» TASK TO CARRY OUT
The full listing, reproduced exactly, is what the response must contain.

» EXTRACTED RECORDS
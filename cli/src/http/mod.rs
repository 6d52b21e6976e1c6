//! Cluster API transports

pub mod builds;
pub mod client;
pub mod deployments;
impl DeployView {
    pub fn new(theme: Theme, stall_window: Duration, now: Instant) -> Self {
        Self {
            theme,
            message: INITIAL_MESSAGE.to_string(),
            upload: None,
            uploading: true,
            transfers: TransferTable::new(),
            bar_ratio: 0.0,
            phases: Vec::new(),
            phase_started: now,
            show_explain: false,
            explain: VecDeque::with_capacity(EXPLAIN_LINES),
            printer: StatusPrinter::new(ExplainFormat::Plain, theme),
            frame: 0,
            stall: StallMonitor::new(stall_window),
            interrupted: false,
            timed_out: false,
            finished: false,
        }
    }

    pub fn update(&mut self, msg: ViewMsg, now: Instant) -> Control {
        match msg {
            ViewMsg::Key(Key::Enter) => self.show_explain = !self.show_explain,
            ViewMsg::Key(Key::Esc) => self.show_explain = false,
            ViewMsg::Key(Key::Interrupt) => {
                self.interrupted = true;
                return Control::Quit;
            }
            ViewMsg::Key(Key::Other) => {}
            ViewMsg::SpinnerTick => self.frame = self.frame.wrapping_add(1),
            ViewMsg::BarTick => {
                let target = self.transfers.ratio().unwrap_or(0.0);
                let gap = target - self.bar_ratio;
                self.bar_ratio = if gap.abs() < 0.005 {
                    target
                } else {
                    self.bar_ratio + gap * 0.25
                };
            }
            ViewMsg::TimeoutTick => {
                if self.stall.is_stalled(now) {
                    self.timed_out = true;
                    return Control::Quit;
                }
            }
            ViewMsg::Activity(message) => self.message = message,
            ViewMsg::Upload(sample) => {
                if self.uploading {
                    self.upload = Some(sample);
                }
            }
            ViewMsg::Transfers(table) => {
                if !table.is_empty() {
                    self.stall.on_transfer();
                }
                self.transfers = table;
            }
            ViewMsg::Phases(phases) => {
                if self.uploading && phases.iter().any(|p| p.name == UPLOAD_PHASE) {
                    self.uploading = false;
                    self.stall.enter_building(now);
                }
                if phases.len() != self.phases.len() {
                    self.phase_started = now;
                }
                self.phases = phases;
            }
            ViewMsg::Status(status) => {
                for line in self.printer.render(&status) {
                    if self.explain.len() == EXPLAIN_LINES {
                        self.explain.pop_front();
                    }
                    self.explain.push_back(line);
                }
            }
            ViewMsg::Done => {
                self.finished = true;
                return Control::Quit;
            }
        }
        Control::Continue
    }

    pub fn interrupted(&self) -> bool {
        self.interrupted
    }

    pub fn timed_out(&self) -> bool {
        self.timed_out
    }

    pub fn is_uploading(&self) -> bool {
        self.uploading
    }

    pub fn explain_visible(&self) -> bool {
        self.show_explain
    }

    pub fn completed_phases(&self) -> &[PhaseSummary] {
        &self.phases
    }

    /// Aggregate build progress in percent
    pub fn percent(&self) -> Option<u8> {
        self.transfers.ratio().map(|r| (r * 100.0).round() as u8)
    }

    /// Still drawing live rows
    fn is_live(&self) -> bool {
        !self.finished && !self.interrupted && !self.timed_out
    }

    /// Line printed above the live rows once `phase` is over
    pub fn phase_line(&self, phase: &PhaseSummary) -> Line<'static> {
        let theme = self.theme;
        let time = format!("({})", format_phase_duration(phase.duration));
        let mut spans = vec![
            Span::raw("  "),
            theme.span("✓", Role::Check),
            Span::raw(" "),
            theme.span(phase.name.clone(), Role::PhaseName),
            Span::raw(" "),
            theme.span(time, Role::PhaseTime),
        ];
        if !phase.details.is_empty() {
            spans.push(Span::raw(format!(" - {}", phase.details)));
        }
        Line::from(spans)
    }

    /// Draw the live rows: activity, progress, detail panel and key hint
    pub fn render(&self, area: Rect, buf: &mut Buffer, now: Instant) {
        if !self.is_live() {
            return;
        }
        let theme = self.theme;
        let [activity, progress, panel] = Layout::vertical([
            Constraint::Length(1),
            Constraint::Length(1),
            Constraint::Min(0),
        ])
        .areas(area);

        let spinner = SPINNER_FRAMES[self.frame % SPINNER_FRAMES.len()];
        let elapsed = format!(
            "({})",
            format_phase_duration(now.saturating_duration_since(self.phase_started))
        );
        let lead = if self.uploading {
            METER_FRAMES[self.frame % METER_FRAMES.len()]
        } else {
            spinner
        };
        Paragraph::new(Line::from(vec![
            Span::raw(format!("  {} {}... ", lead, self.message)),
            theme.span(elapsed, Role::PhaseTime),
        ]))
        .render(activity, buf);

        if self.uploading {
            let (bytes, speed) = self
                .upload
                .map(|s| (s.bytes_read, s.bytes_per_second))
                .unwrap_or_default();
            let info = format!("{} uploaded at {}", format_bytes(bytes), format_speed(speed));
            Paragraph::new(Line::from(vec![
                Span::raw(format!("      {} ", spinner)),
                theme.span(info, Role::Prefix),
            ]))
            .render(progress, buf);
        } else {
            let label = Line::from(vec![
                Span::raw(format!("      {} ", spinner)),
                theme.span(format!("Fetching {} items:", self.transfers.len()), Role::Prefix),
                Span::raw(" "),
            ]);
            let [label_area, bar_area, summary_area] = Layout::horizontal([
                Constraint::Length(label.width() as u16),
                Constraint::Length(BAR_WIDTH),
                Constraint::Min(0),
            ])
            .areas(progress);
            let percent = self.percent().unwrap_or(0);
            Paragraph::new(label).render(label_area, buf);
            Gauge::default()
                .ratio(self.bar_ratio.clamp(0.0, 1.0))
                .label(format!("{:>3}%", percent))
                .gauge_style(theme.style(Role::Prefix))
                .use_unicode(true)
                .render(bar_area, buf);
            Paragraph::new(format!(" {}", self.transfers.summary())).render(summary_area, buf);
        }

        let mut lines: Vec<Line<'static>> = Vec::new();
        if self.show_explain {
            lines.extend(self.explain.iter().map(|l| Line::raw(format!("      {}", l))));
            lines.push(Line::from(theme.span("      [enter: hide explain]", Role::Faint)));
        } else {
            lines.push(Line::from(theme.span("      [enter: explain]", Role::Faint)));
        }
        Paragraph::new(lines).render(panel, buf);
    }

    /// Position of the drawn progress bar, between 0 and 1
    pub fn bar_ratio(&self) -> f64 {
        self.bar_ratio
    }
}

» ANSWER BOX
filename cli/src/http/mod.rs
repository 6d52b21e6976e1c6
//! Cluster API transports

pub mod builds;
pub mod client;
pub mod deployments;
impl DeployView {
    pub fn new(theme: Theme, stall_window: Duration, now: Instant) -> Self {
        Self {
            theme,
            message: INITIAL_MESSAGE.to_string(),
            upload: None,
            uploading: true,
            transfers: TransferTable::new(),
            bar_ratio: 0.0,
            phases: Vec::new(),
            phase_started: now,
            show_explain: false,
            explain: VecDeque::with_capacity(EXPLAIN_LINES),
            printer: StatusPrinter::new(ExplainFormat::Plain, theme),
            frame: 0,
            stall: StallMonitor::new(stall_window),
            interrupted: false,
            timed_out: false,
            finished: false,
        }
    }

    pub fn update(&mut self, msg: ViewMsg, now: Instant) -> Control {
        match msg {
            ViewMsg::Key(Key::Enter) => self.show_explain = !self.show_explain,
            ViewMsg::Key(Key::Esc) => self.show_explain = false,
            ViewMsg::Key(Key::Interrupt) => {
                self.interrupted = true;
                return Control::Quit;
            }
            ViewMsg::Key(Key::Other) => {}
            ViewMsg::SpinnerTick => self.frame = self.frame.wrapping_add(1),
            ViewMsg::BarTick => {
                let target = self.transfers.ratio().unwrap_or(0.0);
                let gap = target - self.bar_ratio;
                self.bar_ratio = if gap.abs() < 0.005 {
                    target
                } else {
                    self.bar_ratio + gap * 0.25
                };
            }
            ViewMsg::TimeoutTick => {
                if self.stall.is_stalled(now) {
                    self.timed_out = true;
                    return Control::Quit;
                }
            }
            ViewMsg::Activity(message) => self.message = message,
            ViewMsg::Upload(sample) => {
                if self.uploading {
                    self.upload = Some(sample);
                }
            }
            ViewMsg::Transfers(table) => {
                if !table.is_empty() {
                    self.stall.on_transfer();
                }
                self.transfers = table;
            }
            ViewMsg::Phases(phases) => {
                if self.uploading && phases.iter().any(|p| p.name == UPLOAD_PHASE) {
                    self.uploading = false;
                    self.stall.enter_building(now);
                }
                if phases.len() != self.phases.len() {
                    self.phase_started = now;
                }
                self.phases = phases;
            }
            ViewMsg::Status(status) => {
                for line in self.printer.render(&status) {
                    if self.explain.len() == EXPLAIN_LINES {
                        self.explain.pop_front();
                    }
                    self.explain.push_back(line);
                }
            }
            ViewMsg::Done => {
                self.finished = true;
                return Control::Quit;
            }
        }
        Control::Continue
    }

    pub fn interrupted(&self) -> bool {
        self.interrupted
    }

    pub fn timed_out(&self) -> bool {
        self.timed_out
    }

    pub fn is_uploading(&self) -> bool {
        self.uploading
    }

    pub fn explain_visible(&self) -> bool {
        self.show_explain
    }

    pub fn completed_phases(&self) -> &[PhaseSummary] {
        &self.phases
    }

    /// Aggregate build progress in percent
    pub fn percent(&self) -> Option<u8> {
        self.transfers.ratio().map(|r| (r * 100.0).round() as u8)
    }

    /// Still drawing live rows
    fn is_live(&self) -> bool {
        !self.finished && !self.interrupted && !self.timed_out
    }

    /// Line printed above the live rows once `phase` is over
    pub fn phase_line(&self, phase: &PhaseSummary) -> Line<'static> {
        let theme = self.theme;
        let time = format!("({})", format_phase_duration(phase.duration));
        let mut spans = vec![
            Span::raw("  "),
            theme.span("✓", Role::Check),
            Span::raw(" "),
            theme.span(phase.name.clone(), Role::PhaseName),
            Span::raw(" "),
            theme.span(time, Role::PhaseTime),
        ];
        if !phase.details.is_empty() {
            spans.push(Span::raw(format!(" - {}", phase.details)));
        }
        Line::from(spans)
    }

    /// Draw the live rows: activity, progress, detail panel and key hint
    pub fn render(&self, area: Rect, buf: &mut Buffer, now: Instant) {
        if !self.is_live() {
            return;
        }
        let theme = self.theme;
        let [activity, progress, panel] = Layout::vertical([
            Constraint::Length(1),
            Constraint::Length(1),
            Constraint::Min(0),
        ])
        .areas(area);

        let spinner = SPINNER_FRAMES[self.frame % SPINNER_FRAMES.len()];
        let elapsed = format!(
            "({})",
            format_phase_duration(now.saturating_duration_since(self.phase_started))
        );
        let lead = if self.uploading {
            METER_FRAMES[self.frame % METER_FRAMES.len()]
        } else {
            spinner
        };
        Paragraph::new(Line::from(vec![
            Span::raw(format!("  {} {}... ", lead, self.message)),
            theme.span(elapsed, Role::PhaseTime),
        ]))
        .render(activity, buf);

        if self.uploading {
            let (bytes, speed) = self
                .upload
                .map(|s| (s.bytes_read, s.bytes_per_second))
                .unwrap_or_default();
            let info = format!("{} uploaded at {}", format_bytes(bytes), format_speed(speed));
            Paragraph::new(Line::from(vec![
                Span::raw(format!("      {} ", spinner)),
                theme.span(info, Role::Prefix),
            ]))
            .render(progress, buf);
        } else {
            let label = Line::from(vec![
                Span::raw(format!("      {} ", spinner)),
                theme.span(format!("Fetching {} items:", self.transfers.len()), Role::Prefix),
                Span::raw(" "),
            ]);
            let [label_area, bar_area, summary_area] = Layout::horizontal([
                Constraint::Length(label.width() as u16),
                Constraint::Length(BAR_WIDTH),
                Constraint::Min(0),
            ])
            .areas(progress);
            let percent = self.percent().unwrap_or(0);
            Paragraph::new(label).render(label_area, buf);
            Gauge::default()
                .ratio(self.bar_ratio.clamp(0.0, 1.0))
                .label(format!("{:>3}%", percent))
                .gauge_style(theme.style(Role::Prefix))
                .use_unicode(true)
                .render(bar_area, buf);
            Paragraph::new(format!(" {}", self.transfers.summary())).render(summary_area, buf);
        }

        let mut lines: Vec<Line<'static>> = Vec::new();
        if self.show_explain {
            lines.extend(self.explain.iter().map(|l| Line::raw(format!("      {}", l))));
            lines.push(Line::from(theme.span("      [enter: hide explain]", Role::Faint)));
        } else {
            lines.push(Line::from(theme.span("      [enter: explain]", Role::Faint)));
        }
        Paragraph::new(lines).render(panel, buf);
    }

    /// Position of the drawn progress bar, between 0 and 1
    pub fn bar_ratio(&self) -> f64 {
        self.bar_ratio
    }
}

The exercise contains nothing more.